__What is expected__
Extract the lines from the first line of the records below through the line containing "the default conversion.", inclusive, and reproduce them exactly as written.

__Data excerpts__
*** Begin section ***
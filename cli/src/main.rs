//! unidoc CLI - document extraction and conversion tool

use std::fs;
use std::path::{Path, PathBuf};

use clap::{Parser, Subcommand, ValueEnum};
use colored::Colorize;
use indicatif::{ProgressBar, ProgressStyle};

use unidoc::bidi::ShapingMode;
use unidoc::{ConvertOptions, ExtractOptions, Loaded, Unidoc};

/// Targets written by the default conversion.
const DEFAULT_TARGETS: [&str; 4] = ["md", "html", "txt", "json"];

#[derive(Parser)]
#[command(name = "unidoc")]
#[command(author = "iyulab")]
#[command(version)]
#[command(about = "Extract documents into one canonical model and convert them", long_about = None)]
struct Cli {
    /// Input document
    #[arg(value_name = "FILE")]
    input: Option<PathBuf>,

    /// Output directory
    #[arg(value_name = "OUTPUT")]
    output: Option<PathBuf>,

    /// Enable debug logging
    #[arg(short, long, global = true)]
    verbose: bool,

    #[command(subcommand)]
    command: Option<Commands>,
}

#[derive(Subcommand)]
enum Commands {
    /// Extract a document to canonical JSON
    Extract {
        /// Input document
        #[arg(value_name = "FILE")]
        input: PathBuf,

        /// Output file (stdout if not specified)
        #[arg(short, long, value_name = "FILE")]
        output: Option<PathBuf>,

        /// Source format tag (detected from the file if not specified)
        #[arg(short, long)]
        format: Option<String>,

        /// Output compact JSON
        #[arg(long)]
        compact: bool,
    },

    /// Convert a document to one or more target formats
    Convert {
        /// Input document
        #[arg(value_name = "FILE")]
        input: PathBuf,

        /// Target format tags (html, md, txt, json, docx)
        #[arg(short, long = "to", value_name = "TAG", num_args = 1.., required = true)]
        targets: Vec<String>,

        /// Output file for one target, directory for several (stdout if not specified)
        #[arg(short, long, value_name = "PATH")]
        output: Option<PathBuf>,

        /// Source format tag (detected from the file if not specified)
        #[arg(short, long)]
        format: Option<String>,

        /// Fail instead of degrading blocks the target cannot hold
        #[arg(long)]
        strict: bool,

        /// Drop bold, italic, underline and strike
        #[arg(long)]
        no_styles: bool,

        /// Reference images by path instead of embedding them
        #[arg(long)]
        link_images: bool,

        /// Override the target's shaping mode
        #[arg(long, value_enum)]
        shaping: Option<Shaping>,
    },

    /// Show document information
    #[command(alias = "info")]
    Summarize {
        /// Input document
        #[arg(value_name = "FILE")]
        input: PathBuf,

        /// Source format tag (detected from the file if not specified)
        #[arg(short, long)]
        format: Option<String>,

        /// Print the summary as JSON
        #[arg(long)]
        json: bool,
    },

    /// List supported input and output formats
    Formats,

    /// Show version information
    Version,
}

#[derive(Copy, Clone, PartialEq, Eq, ValueEnum)]
enum Shaping {
    /// Leave logical text untouched
    None,
    /// Contextual Arabic glyphs only
    Reshape,
    /// Glyphs plus visual reordering
    Visual,
}

impl From<Shaping> for ShapingMode {
    fn from(mode: Shaping) -> Self {
        match mode {
            Shaping::None => ShapingMode::None,
            Shaping::Reshape => ShapingMode::Reshape,
            Shaping::Visual => ShapingMode::Visual,
        }
    }
}

fn main() {
    let cli = Cli::parse();

    let level = if cli.verbose { "debug" } else { "warn" };
    env_logger::Builder::from_env(env_logger::Env::default().default_filter_or(level)).init();

    let result = match cli.command {
        Some(Commands::Extract {
            input,
            output,
            format,
            compact,
        }) => cmd_extract(&input, output.as_deref(), format.as_deref(), compact),
        Some(Commands::Convert {
            input,
            targets,
            output,
            format,
            strict,
            no_styles,
            link_images,
            shaping,
        }) => {
            let mut options = ConvertOptions::new()
                .with_strict(strict)
                .with_styles(!no_styles)
                .with_embedded_images(!link_images);
            if let Some(mode) = shaping {
                options = options.with_shaping(mode.into());
            }
            cmd_convert(&input, &targets, output.as_deref(), format.as_deref(), options)
        }
        Some(Commands::Summarize { input, format, json }) => cmd_summarize(&input, format.as_deref(), json),
        Some(Commands::Formats) => {
            cmd_formats();
            Ok(())
        }
        Some(Commands::Version) => {
            cmd_version();
            Ok(())
        }
        None => {
            // Default behavior: convert to every text target if input is provided
            if let Some(input) = cli.input {
                cmd_convert_all(&input, cli.output.as_deref())
            } else {
                println!("{}", "Usage: unidoc <FILE> [OUTPUT]".yellow());
                println!("       unidoc --help for more information");
                Ok(())
            }
        }
    };

    if let Err(e) = result {
        eprintln!("{}: {}", "Error".red().bold(), e);
        std::process::exit(1);
    }
}

fn load(input: &Path, format: Option<&str>, options: ConvertOptions) -> unidoc::Result<Loaded> {
    let unidoc = Unidoc::new().with_convert_options(options);
    match format {
        Some(tag) => {
            let bytes = fs::read(input)?;
            let mut extract = ExtractOptions::new();
            if let Some(name) = input.file_name() {
                extract = extract.with_source_name(name.to_string_lossy());
            }
            unidoc.with_extract_options(extract).load(&bytes, tag)
        }
        None => unidoc.load_file(input),
    }
}

fn report_warnings(loaded: &Loaded) {
    let warnings = &loaded.document().metadata().warnings;
    if warnings.is_empty() {
        return;
    }
    eprintln!("{} {} warning(s)", "Partial extraction:".yellow().bold(), warnings.len());
    for warning in warnings {
        eprintln!("  {} {}", "-".dimmed(), warning);
    }
}

fn cmd_extract(
    input: &Path,
    output: Option<&Path>,
    format: Option<&str>,
    compact: bool,
) -> Result<(), Box<dyn std::error::Error>> {
    let loaded = load(input, format, ConvertOptions::default())?;
    report_warnings(&loaded);

    let json = loaded.document().to_json(!compact)?;

    if let Some(path) = output {
        fs::write(path, &json)?;
        println!("{} {}", "Saved to".green(), path.display());
    } else {
        println!("{}", json);
    }

    Ok(())
}

fn cmd_convert(
    input: &Path,
    targets: &[String],
    output: Option<&Path>,
    format: Option<&str>,
    options: ConvertOptions,
) -> Result<(), Box<dyn std::error::Error>> {
    let loaded = load(input, format, options)?;
    report_warnings(&loaded);

    if let [target] = targets {
        let result = loaded.export(target)?;
        for degradation in &result.degradations {
            log::info!("{}", degradation);
        }
        match (output, result.text()) {
            (Some(path), _) => {
                fs::write(path, result.bytes())?;
                println!("{} {}", "Saved to".green(), path.display());
            }
            (None, Some(text)) => print!("{}", text),
            (None, None) => {
                let path = default_output_path(input, target);
                fs::write(&path, result.bytes())?;
                println!("{} {}", "Saved to".green(), path.display());
            }
        }
        return Ok(());
    }

    let output_dir = output.map(Path::to_path_buf).unwrap_or_else(|| default_output_dir(input));
    let tags: Vec<&str> = targets.iter().map(String::as_str).collect();
    write_targets(&loaded, &tags, &output_dir)
}

fn cmd_convert_all(input: &Path, output: Option<&Path>) -> Result<(), Box<dyn std::error::Error>> {
    let loaded = load(input, None, ConvertOptions::default())?;
    report_warnings(&loaded);

    let output_dir = output.map(Path::to_path_buf).unwrap_or_else(|| default_output_dir(input));
    write_targets(&loaded, &DEFAULT_TARGETS, &output_dir)
}

fn write_targets(loaded: &Loaded, tags: &[&str], output_dir: &Path) -> Result<(), Box<dyn std::error::Error>> {
    fs::create_dir_all(output_dir)?;

    let pb = ProgressBar::new(tags.len() as u64 + 1);
    pb.set_style(
        ProgressStyle::default_bar()
            .template("{spinner:.green} [{bar:40.cyan/blue}] {msg}")
            .unwrap_or_else(|_| ProgressStyle::default_bar())
            .progress_chars("#>-"),
    );

    pb.set_message("Rendering...");
    let results = loaded.export_many(tags);
    pb.inc(1);

    let mut written = Vec::new();
    for (tag, result) in tags.iter().zip(results) {
        let result = result?;
        let filename = format!("extract.{}", tag);
        pb.set_message(format!("Writing {}...", filename));
        fs::write(output_dir.join(&filename), result.bytes())?;
        written.push((filename, result.degradations.len()));
        pb.inc(1);
    }

    pb.finish_with_message("Done!");

    println!("\n{} {}", "Output files:".green().bold(), output_dir.display());
    let last = written.len().saturating_sub(1);
    for (i, (filename, degraded)) in written.iter().enumerate() {
        let branch = if i == last { "└─" } else { "├─" };
        if *degraded > 0 {
            println!("  {} {} {}", branch.dimmed(), filename, format!("({} degraded)", degraded).yellow());
        } else {
            println!("  {} {}", branch.dimmed(), filename);
        }
    }

    Ok(())
}

fn default_output_dir(input: &Path) -> PathBuf {
    let stem = input.file_stem().unwrap_or_default().to_string_lossy();
    PathBuf::from(format!("{}_output", stem))
}

fn default_output_path(input: &Path, tag: &str) -> PathBuf {
    let stem = input.file_stem().unwrap_or_default().to_string_lossy();
    PathBuf::from(format!("{}.{}", stem, tag))
}

fn cmd_summarize(input: &Path, format: Option<&str>, json: bool) -> Result<(), Box<dyn std::error::Error>> {
    let loaded = load(input, format, ConvertOptions::default())?;
    let summary = loaded.summary();

    if json {
        println!("{}", serde_json::to_string_pretty(&summary)?);
        return Ok(());
    }

    let metadata = loaded.document().metadata();

    println!("{}", "Document Information".cyan().bold());
    println!("{}", "─".repeat(40).dimmed());

    println!("{}: {}", "File".bold(), input.display());
    println!("{}: {}", "Format".bold(), summary.source_format);
    println!("{}: {}", "Pages".bold(), summary.page_count);
    println!("{}: {}", "Direction".bold(), summary.direction);

    if let Some(ref title) = summary.title {
        println!("{}: {}", "Title".bold(), title);
    }
    if let Some(ref author) = metadata.author {
        println!("{}: {}", "Author".bold(), author);
    }
    if let Some(ref language) = metadata.language {
        println!("{}: {}", "Language".bold(), language);
    }
    if let Some(ref created) = metadata.created {
        println!("{}: {}", "Created".bold(), created);
    }
    if let Some(ref modified) = metadata.modified {
        println!("{}: {}", "Modified".bold(), modified);
    }

    println!();
    println!("{}", "Content Statistics".cyan().bold());
    println!("{}", "─".repeat(40).dimmed());

    println!("{}: {}", "Words".bold(), metadata.word_count.unwrap_or(0));
    println!("{}: {}", "Blocks".bold(), summary.block_count);
    println!("{}: {}", "Headings".bold(), summary.heading_count);
    println!("{}: {}", "Paragraphs".bold(), summary.paragraph_count);
    println!("{}: {}", "Tables".bold(), summary.table_count);
    println!("{}: {}", "Lists".bold(), summary.list_count);
    println!("{}: {}", "Images".bold(), summary.image_count);
    println!("{}: {}", "Links".bold(), summary.link_count);
    if summary.positioned_count > 0 {
        println!(
            "{}: {} ({} low confidence)",
            "OCR blocks".bold(),
            summary.positioned_count,
            summary.low_confidence_count
        );
    }
    if summary.warning_count > 0 {
        println!("{}: {}", "Warnings".bold().yellow(), summary.warning_count);
    }

    Ok(())
}

fn cmd_formats() {
    let unidoc = Unidoc::new();
    println!("{}", "Input formats".cyan().bold());
    println!("  {}", unidoc.supported_input_formats().join(", "));
    println!("  {}", "(images need an OCR engine through the library API)".dimmed());
    println!("{}", "Output formats".cyan().bold());
    println!("  {}", unidoc.supported_output_formats().join(", "));
}

fn cmd_version() {
    println!("{} {}", "unidoc".cyan().bold(), env!("CARGO_PKG_VERSION"));
    println!("Document extraction and conversion tool");
    println!();
    println!("Repository: {}", "https://github.com/iyulab/unidoc".dimmed());
    println!("License: MIT");
}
*** End section ***
__Exercise response__
filename cli/src/main.rs
//! unidoc CLI - document extraction and conversion tool

use std::fs;
use std::path::{Path, PathBuf};

use clap::{Parser, Subcommand, ValueEnum};
use colored::Colorize;
use indicatif::{ProgressBar, ProgressStyle};

use unidoc::bidi::ShapingMode;
use unidoc::{ConvertOptions, ExtractOptions, Loaded, Unidoc};

/// Targets written by the default conversion.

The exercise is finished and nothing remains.